EXERCISE INSTRUCTIONS: Line by line, transcribe all of the entries exactly.

▼

//! This crate provides routines for decoding Aseprite ASE/ASEPRITE
//! animated sprite files.
//!
//! A document is decoded in a single forward pass over any seekable
//! byte source.  The result owns all of its layers, frames, cels,
//! tags, slices and palette, and is released by dropping it or by
//! calling `Document::release`.
//!
//! # Examples
//!
//! ```no_run
//! use std::path::Path;
//!
//! if let Ok(doc) = ase::Document::open(Path::new("ex.aseprite")) {
//!     for (i, frame) in doc.frames.iter().enumerate() {
//!         println!("frame {}: {} ms, {} cels", i, frame.duration, frame.cels.len());
//!     }
//!     doc.release();
//! }
//! ```

extern crate byteorder;
extern crate flate2;
extern crate libc;
#[macro_use]
extern crate log;
#[macro_use]
extern crate quick_error;

pub use ase::{read_document,ASE_MAGIC,ASE_FRAME_MAGIC};
pub use document::*;
pub use errcode::{AseError,AseResult};

pub mod chunk;
pub mod cursor;
pub mod document;
pub mod errcode;
pub mod ffi;

mod ase;
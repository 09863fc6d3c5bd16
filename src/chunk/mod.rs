//! ASE chunk decoding subroutines.

macro_rules! module {
    ($e:ident) => {
        pub use self::$e::*;
        mod $e;
    };
}

module!(chunk0004);
module!(chunk2004);
module!(chunk2005);
module!(chunk2006);
module!(chunk2007);
module!(chunk2018);
module!(chunk2019);
module!(chunk2020);
module!(chunk2022);

/// Magic for an ASE_EXTERNAL_FILES chunk - External Files.  Not decoded.
pub const ASE_EXTERNAL_FILES: u16 = 0x2008;

/// Magic for an ASE_MASK chunk - Mask, deprecated.  Not decoded.
pub const ASE_MASK: u16 = 0x2016;

/// Magic for an ASE_PATH chunk - Path, never used.  Not decoded.
pub const ASE_PATH: u16 = 0x2017;

/// Magic for an ASE_TILESET chunk - Tileset.  Not decoded.
pub const ASE_TILESET: u16 = 0x2023;

/// Returns the name of a chunk type, if it is one the format defines.
pub fn chunk_name(magic: u16)
        -> Option<&'static str> {
    let name = match magic {
        ASE_OLD_PALETTE => "ASE_OLD_PALETTE",
        ASE_OLD_PALETTE_64 => "ASE_OLD_PALETTE_64",
        ASE_LAYER => "ASE_LAYER",
        ASE_CEL => "ASE_CEL",
        ASE_CEL_EXTRA => "ASE_CEL_EXTRA",
        ASE_COLOR_PROFILE => "ASE_COLOR_PROFILE",
        ASE_EXTERNAL_FILES => "ASE_EXTERNAL_FILES",
        ASE_MASK => "ASE_MASK",
        ASE_PATH => "ASE_PATH",
        ASE_TAGS => "ASE_TAGS",
        ASE_PALETTE => "ASE_PALETTE",
        ASE_USER_DATA => "ASE_USER_DATA",
        ASE_SLICE => "ASE_SLICE",
        ASE_TILESET => "ASE_TILESET",
        _ => return None,
    };
    Some(name)
}

#[cfg(test)]
mod tests {
    use super::{ASE_CEL,ASE_MASK,chunk_name};

    #[test]
    fn test_chunk_name() {
        assert_eq!(chunk_name(ASE_CEL), Some("ASE_CEL"));
        assert_eq!(chunk_name(ASE_MASK), Some("ASE_MASK"));
        assert_eq!(chunk_name(0x7777), None);
    }
}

▲

OUTPUT BELOW:
//! This crate provides routines for decoding Aseprite ASE/ASEPRITE
//! animated sprite files.
//!
//! A document is decoded in a single forward pass over any seekable
//! byte source.  The result owns all of its layers, frames, cels,
//! tags, slices and palette, and is released by dropping it or by
//! calling `Document::release`.
//!
//! # Examples
//!
//! ```no_run
//! use std::path::Path;
//!
//! if let Ok(doc) = ase::Document::open(Path::new("ex.aseprite")) {
//!     for (i, frame) in doc.frames.iter().enumerate() {
//!         println!("frame {}: {} ms, {} cels", i, frame.duration, frame.cels.len());
//!     }
//!     doc.release();
//! }
//! ```

extern crate byteorder;
extern crate flate2;
extern crate libc;
#[macro_use]
extern crate log;
#[macro_use]
extern crate quick_error;

pub use ase::{read_document,ASE_MAGIC,ASE_FRAME_MAGIC};
pub use document::*;
pub use errcode::{AseError,AseResult};

pub mod chunk;
pub mod cursor;
pub mod document;
pub mod errcode;
pub mod ffi;

mod ase;
repository 09863fc6d3c5bd16
filename src/chunk/mod.rs
//! ASE chunk decoding subroutines.

macro_rules! module {
    ($e:ident) => {
        pub use self::$e::*;
        mod $e;
    };
}

module!(chunk0004);
module!(chunk2004);
module!(chunk2005);
module!(chunk2006);
module!(chunk2007);
module!(chunk2018);
module!(chunk2019);
module!(chunk2020);
module!(chunk2022);

/// Magic for an ASE_EXTERNAL_FILES chunk - External Files.  Not decoded.
pub const ASE_EXTERNAL_FILES: u16 = 0x2008;

/// Magic for an ASE_MASK chunk - Mask, deprecated.  Not decoded.
pub const ASE_MASK: u16 = 0x2016;

/// Magic for an ASE_PATH chunk - Path, never used.  Not decoded.
pub const ASE_PATH: u16 = 0x2017;

/// Magic for an ASE_TILESET chunk - Tileset.  Not decoded.
pub const ASE_TILESET: u16 = 0x2023;

/// Returns the name of a chunk type, if it is one the format defines.
pub fn chunk_name(magic: u16)
        -> Option<&'static str> {
    let name = match magic {
        ASE_OLD_PALETTE => "ASE_OLD_PALETTE",
        ASE_OLD_PALETTE_64 => "ASE_OLD_PALETTE_64",
        ASE_LAYER => "ASE_LAYER",
        ASE_CEL => "ASE_CEL",
        ASE_CEL_EXTRA => "ASE_CEL_EXTRA",
        ASE_COLOR_PROFILE => "ASE_COLOR_PROFILE",
        ASE_EXTERNAL_FILES => "ASE_EXTERNAL_FILES",
        ASE_MASK => "ASE_MASK",
        ASE_PATH => "ASE_PATH",
        ASE_TAGS => "ASE_TAGS",
        ASE_PALETTE => "ASE_PALETTE",
        ASE_USER_DATA => "ASE_USER_DATA",
        ASE_SLICE => "ASE_SLICE",
        ASE_TILESET => "ASE_TILESET",
        _ => return None,
    };
    Some(name)
}

#[cfg(test)]
mod tests {
    use super::{ASE_CEL,ASE_MASK,chunk_name};

    #[test]
    fn test_chunk_name() {
        assert_eq!(chunk_name(ASE_CEL), Some("ASE_CEL"));
        assert_eq!(chunk_name(ASE_MASK), Some("ASE_MASK"));
        assert_eq!(chunk_name(0x7777), None);
    }
}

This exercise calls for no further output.